The Saugeen Ojibway Nations (SON) commend the Ontario Government for adopting a precautionary approach to the development of off-shore wind resources. Off shore wind projects are an unproven technology in environments like the Great Lakes, and any decisions on their technological acceptability will require a substantial foundation of scientific data and research.

More importantly, SON, like many other Ontarians, rely heavily on the continued health and integrity of the Great Lakes. There are tremendous cultural and economical interest that could be impacted by industrial developments in our Lakes which must be understood and respected.
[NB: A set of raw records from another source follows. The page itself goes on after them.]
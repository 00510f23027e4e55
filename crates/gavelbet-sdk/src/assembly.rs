//! Turn an action draft into a balanced, fee-correct unsigned transaction.
//!
//! The draft carries the contract-specific inputs and outputs. Finalization
//! adds wallet inputs for the deficit, collateral for script execution, the
//! witness set, the script data hash, the fee and a change output.

use crate::address::Address;
use crate::error::{Error, Result};
use crate::hashing::KeyHash;
use crate::ledger::{OutputRef, TxOutput, UnspentOutput, Value};
use crate::network::Network;
use crate::params::{BuildConfig, ExUnits, ProtocolParams};
use crate::plutus::PlutusData;
use crate::tx::wire::output_size;
use crate::tx::{
    FeeBreakdown, Redeemer, RedeemerTag, Transaction, TxBody, TxDraft, UnsignedTransaction,
    VKeyWitness, WitnessSet,
};

const MAX_FEE_ITERATIONS: usize = 10;

/// Collateral outputs at least this large are preferred, smallest first.
const PREFERRED_COLLATERAL: u64 = 5_000_000;

/// Everything finalization needs besides the draft itself.
pub struct FinalizeInputs<'a> {
    pub wallet_utxos: &'a [UnspentOutput],
    pub change_address: &'a Address,
    pub protocol_params: &'a ProtocolParams,
    pub build_config: &'a BuildConfig,
    pub network: Network,
    /// Build time in POSIX milliseconds, used for the default validity window.
    pub now_ms: u64,
}

struct InputPlan<'u> {
    wallet_inputs: Vec<&'u UnspentOutput>,
    change: Option<TxOutput>,
    /// Fee written to the body; exceeds the target when dust change is folded in.
    fee_paid: u64,
}

/// Balance `draft` against the wallet and compute its fee.
pub fn finalize(draft: &TxDraft, inputs: &FinalizeInputs<'_>) -> Result<UnsignedTransaction> {
    let pp = inputs.protocol_params;

    // A. Action outputs must stand on their own
    for output in draft.outputs() {
        check_min_utxo(pp, output)?;
    }
    let outputs_total = sum_values(draft.outputs().iter().map(|o| &o.value))?;
    let script_total = sum_values(draft.script_inputs().iter().map(|s| &s.utxo.output.value))?;

    // B. Execution budget
    let budget = inputs.build_config.redeemer_budget;
    let scripts = draft.script_inputs().len() as u64;
    let total_ex = ExUnits::new(
        budget.mem.checked_mul(scripts).ok_or(Error::ValueOverflow)?,
        budget.steps.checked_mul(scripts).ok_or(Error::ValueOverflow)?,
    );
    if !total_ex.fits_within(pp.max_tx_ex_units) {
        return Err(Error::ExecutionBudget(format!(
            "{scripts} redeemers need {total_ex:?}, limit is {:?}",
            pp.max_tx_ex_units
        )));
    }
    let execution_fee = pp.execution_fee(total_ex)?;

    // C. Validity interval
    let (valid_from, valid_until) = draft.validity();
    let ttl = match valid_until {
        Some(slot) => slot,
        None => {
            let window = inputs.build_config.validity_window.as_millis() as u64;
            inputs
                .network
                .slot_config()
                .posix_to_slot(inputs.now_ms.saturating_add(window))
        }
    };
    if let Some(from) = valid_from {
        if from >= ttl {
            return Err(Error::Timing(format!(
                "validity interval [{from}, {ttl}) is empty"
            )));
        }
    }

    // D. Collateral, only when scripts run
    let collateral = if draft.script_inputs().is_empty() {
        None
    } else {
        Some(pick_collateral(inputs.wallet_utxos)?)
    };

    // E. Wallet candidates, largest first
    let mut candidates: Vec<&UnspentOutput> = inputs
        .wallet_utxos
        .iter()
        .filter(|u| {
            !draft
                .script_inputs()
                .iter()
                .any(|s| s.utxo.out_ref == u.out_ref)
        })
        .collect();
    candidates.sort_by(|a, b| b.coin().cmp(&a.coin()).then(a.out_ref.cmp(&b.out_ref)));

    // F. Iterate until the fee covers the transaction it is part of
    let mut fee = pp.min_fee_b;
    for _ in 0..MAX_FEE_ITERATIONS {
        let plan = plan_inputs(
            &candidates,
            &script_total,
            &outputs_total,
            fee,
            pp,
            inputs.change_address,
        )?;
        let (tx, signers) = assemble(draft, &plan, collateral, ttl, valid_from, pp, budget)?;

        let size = signed_size(&tx, signers.len())?;
        if size > pp.max_tx_size {
            return Err(Error::Balancing(format!(
                "transaction of {size} bytes exceeds the {} byte limit",
                pp.max_tx_size
            )));
        }
        let size_fee = pp
            .min_fee_a
            .checked_mul(size)
            .and_then(|v| v.checked_add(pp.min_fee_b))
            .ok_or(Error::ValueOverflow)?;
        let min_fee = size_fee
            .checked_add(execution_fee)
            .ok_or(Error::ValueOverflow)?;

        if plan.fee_paid >= min_fee {
            let tx_id = tx.id();
            let bytes = tx.to_bytes()?;
            log::debug!(
                "finalized {tx_id}: {} inputs, {} outputs, fee {} ({size} bytes)",
                tx.body().inputs.len(),
                tx.body().outputs.len(),
                plan.fee_paid
            );
            return Ok(UnsignedTransaction::new(
                bytes,
                tx_id,
                signers,
                FeeBreakdown {
                    size_bytes: size,
                    size_fee,
                    execution_fee,
                    total: plan.fee_paid,
                },
            ));
        }
        fee = min_fee;
    }

    Err(Error::Balancing(format!(
        "fee did not converge after {MAX_FEE_ITERATIONS} iterations"
    )))
}

/// Pure-lovelace output at a key address: the smallest holding at least
/// [`PREFERRED_COLLATERAL`], otherwise the largest available.
pub fn pick_collateral(wallet_utxos: &[UnspentOutput]) -> Result<&UnspentOutput> {
    let eligible = || {
        wallet_utxos
            .iter()
            .filter(|u| u.output.address.payment_key_hash().is_some() && !u.output.value.has_assets())
    };
    eligible()
        .filter(|u| u.coin() >= PREFERRED_COLLATERAL)
        .min_by_key(|u| (u.coin(), u.out_ref))
        .or_else(|| eligible().max_by_key(|u| u.coin()))
        .ok_or(Error::NoCollateral)
}

fn plan_inputs<'u>(
    candidates: &[&'u UnspentOutput],
    script_total: &Value,
    outputs_total: &Value,
    fee: u64,
    pp: &ProtocolParams,
    change_address: &Address,
) -> Result<InputPlan<'u>> {
    let need = outputs_total.checked_add(&Value::lovelace(fee))?;
    let selected = select_covering(candidates, script_total, &need)?;
    let change = change_value(script_total, &selected, &need)?;
    if is_empty(&change) {
        return Ok(InputPlan {
            wallet_inputs: selected,
            change: None,
            fee_paid: fee,
        });
    }

    let change_out = TxOutput::new(change_address.clone(), change.clone());
    let min_change = pp.min_utxo_lovelace(output_size(&change_out)?);
    if change.coin >= min_change {
        return Ok(InputPlan {
            wallet_inputs: selected,
            change: Some(change_out),
            fee_paid: fee,
        });
    }

    // Change too small for its own output: pull in more, or give it to the fee.
    let bumped = need.checked_add(&Value::lovelace(min_change))?;
    match select_covering(candidates, script_total, &bumped) {
        Ok(selected) => {
            let change = change_value(script_total, &selected, &need)?;
            let change_out = TxOutput::new(change_address.clone(), change);
            check_min_utxo(pp, &change_out)?;
            Ok(InputPlan {
                wallet_inputs: selected,
                change: Some(change_out),
                fee_paid: fee,
            })
        }
        Err(_) if !change.has_assets() => {
            log::debug!("folding {} lovelace of dust change into the fee", change.coin);
            Ok(InputPlan {
                wallet_inputs: selected,
                change: None,
                fee_paid: fee.checked_add(change.coin).ok_or(Error::ValueOverflow)?,
            })
        }
        Err(e) => Err(e),
    }
}

/// Smallest largest-first prefix of `candidates` that, with the script
/// inputs, covers `need`. Once lovelace is covered only outputs holding a
/// still-missing asset are taken.
fn select_covering<'u>(
    candidates: &[&'u UnspentOutput],
    script_total: &Value,
    need: &Value,
) -> Result<Vec<&'u UnspentOutput>> {
    let mut selected = Vec::new();
    let mut total = script_total.clone();
    for utxo in candidates {
        // A transaction needs at least one input.
        if total.covers(need) && !(selected.is_empty() && is_empty(script_total)) {
            break;
        }
        let helps = total.coin < need.coin
            || holds_any(&utxo.output.value, &total.missing_assets(need))
            || (selected.is_empty() && is_empty(script_total));
        if !helps {
            continue;
        }
        total = total.checked_add(&utxo.output.value)?;
        selected.push(*utxo);
    }
    if !total.covers(need) {
        let missing = total.missing_assets(need);
        return Err(Error::InsufficientFunds(format!(
            "need {} lovelace{}, inputs provide {}",
            need.coin,
            if missing.has_assets() {
                " plus native assets"
            } else {
                ""
            },
            total.coin
        )));
    }
    Ok(selected)
}

fn change_value(script_total: &Value, selected: &[&UnspentOutput], need: &Value) -> Result<Value> {
    let total_in = selected
        .iter()
        .try_fold(script_total.clone(), |acc, u| acc.checked_add(&u.output.value))?;
    total_in
        .checked_sub(need)
        .ok_or_else(|| Error::Balancing("selected inputs do not cover outputs".into()))
}

fn assemble(
    draft: &TxDraft,
    plan: &InputPlan<'_>,
    collateral: Option<&UnspentOutput>,
    ttl: u64,
    valid_from: Option<u64>,
    pp: &ProtocolParams,
    budget: ExUnits,
) -> Result<(Transaction, Vec<KeyHash>)> {
    let mut inputs: Vec<OutputRef> = draft
        .script_inputs()
        .iter()
        .map(|s| s.utxo.out_ref)
        .chain(plan.wallet_inputs.iter().map(|u| u.out_ref))
        .collect();
    inputs.sort();
    inputs.dedup();

    // Redeemers point into the sorted input list.
    let mut redeemers = Vec::with_capacity(draft.script_inputs().len());
    let mut scripts: Vec<Vec<u8>> = Vec::new();
    let mut datums: Vec<PlutusData> = Vec::new();
    for input in draft.script_inputs() {
        let index = inputs
            .binary_search(&input.utxo.out_ref)
            .map_err(|_| Error::Balancing(format!("script input {} not in input set", input.utxo.out_ref)))?;
        redeemers.push(Redeemer {
            tag: RedeemerTag::Spend,
            index: index as u32,
            data: input.redeemer.clone(),
            ex_units: budget,
        });
        if !scripts.contains(&input.script_bytes) {
            scripts.push(input.script_bytes.clone());
        }
        if let Some(datum) = &input.witness_datum {
            if !datums.contains(datum) {
                datums.push(datum.clone());
            }
        }
    }
    redeemers.sort_by_key(|r| r.index);

    let mut witnesses = WitnessSet::default();
    witnesses.set_plutus_v3_scripts(&scripts)?;
    witnesses.set_redeemers(&redeemers)?;
    witnesses.set_plutus_data(&datums)?;
    let script_data_hash = witnesses.script_data_hash(&pp.plutus_v3_cost_model)?;

    let mut outputs = draft.outputs().to_vec();
    if let Some(change) = &plan.change {
        outputs.push(change.clone());
    }

    let mut body = TxBody {
        inputs,
        outputs,
        fee: plan.fee_paid,
        ttl: Some(ttl),
        validity_start: valid_from,
        script_data_hash,
        required_signers: draft.required_signers().to_vec(),
        ..Default::default()
    };

    if let Some(coll) = collateral {
        let required = pp.required_collateral(plan.fee_paid)?;
        if coll.coin() < required {
            return Err(Error::InsufficientFunds(format!(
                "collateral output {} holds {} lovelace, {required} required",
                coll.out_ref,
                coll.coin()
            )));
        }
        let ret = TxOutput::new(coll.output.address.clone(), Value::lovelace(coll.coin() - required));
        body.collateral = vec![coll.out_ref];
        if ret.value.coin >= pp.min_utxo_lovelace(output_size(&ret)?) {
            body.collateral_return = Some(ret);
            body.total_collateral = Some(required);
        } else {
            body.total_collateral = Some(coll.coin());
        }
    }

    let mut signers = draft.required_signers().to_vec();
    for owner in plan
        .wallet_inputs
        .iter()
        .copied()
        .chain(collateral)
        .filter_map(|u| u.output.address.payment_key_hash())
    {
        if !signers.contains(&owner) {
            signers.push(owner);
        }
    }

    Ok((Transaction::new(body, witnesses)?, signers))
}

/// Size once `signers` vkey witnesses are attached.
fn signed_size(tx: &Transaction, signers: usize) -> Result<u64> {
    let mut sized = tx.clone();
    for i in 0..signers {
        let mut vkey = [0u8; 32];
        vkey[..8].copy_from_slice(&(i as u64).to_be_bytes());
        sized.witnesses.add_vkey_witness(VKeyWitness {
            vkey,
            signature: [0; 64],
        });
    }
    Ok(sized.to_bytes()?.len() as u64)
}

fn check_min_utxo(pp: &ProtocolParams, output: &TxOutput) -> Result<()> {
    let required = pp.min_utxo_lovelace(output_size(output)?);
    if output.value.coin < required {
        return Err(Error::BelowMinUtxo {
            required,
            actual: output.value.coin,
        });
    }
    Ok(())
}

fn sum_values<'v>(mut values: impl Iterator<Item = &'v Value>) -> Result<Value> {
    values.try_fold(Value::default(), |acc, v| acc.checked_add(v))
}

fn holds_any(value: &Value, wanted: &Value) -> bool {
    wanted.assets.iter().any(|(policy, names)| {
        names.keys().any(|name| {
            value
                .assets
                .get(policy)
                .and_then(|n| n.get(name))
                .is_some_and(|q| *q > 0)
        })
    })
}

fn is_empty(value: &Value) -> bool {
    value.coin == 0 && !value.has_assets()
}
We are very pleased that Ontario is following a path that responsibly balances the goal of increasing renewable energy production with protecting our natural and cultural landscapes.

According to Chief Akiwenzie, Chippewas of Nawash Unceded First Nation, "We applaud the Government for its decision to suspend off shore wind development – with this decision, they have taken a responsible step to ensuring the protection of our Lakes and their ability to continue to sustain us physically, spiritually and economically.”

Chief Randal Kahgee of the Chippewas of Saugeen First Nation, also a renowned specialist lawyer in 'treaty rights', says that that the Ontario Government has taken a principled and precautionary approach to the issue of off-shore wind development.

"While the goal of increasing renewable energy generation is laudable," he says,  "it must be balanced by other considerations – including protecting our most sensitive and critical environments from mass industrialization. Ontario’s decision shows that it is listening .”

The Saugeen Ojibway Nations (SON) are collectively the Chippewas of Nawash Unceded First Nation and the Chippewas of Saugeen First Nation.

In January, 2010, SON signed an historic agreement with Ontario that addresses energy development throughout SON’s traditional territory, including the Bruce area and Peninsula, extending as far south as Goderich and east of Collingwood, and is inclusive of the waters surrounding the Bruce Peninsula to the international border with the United States.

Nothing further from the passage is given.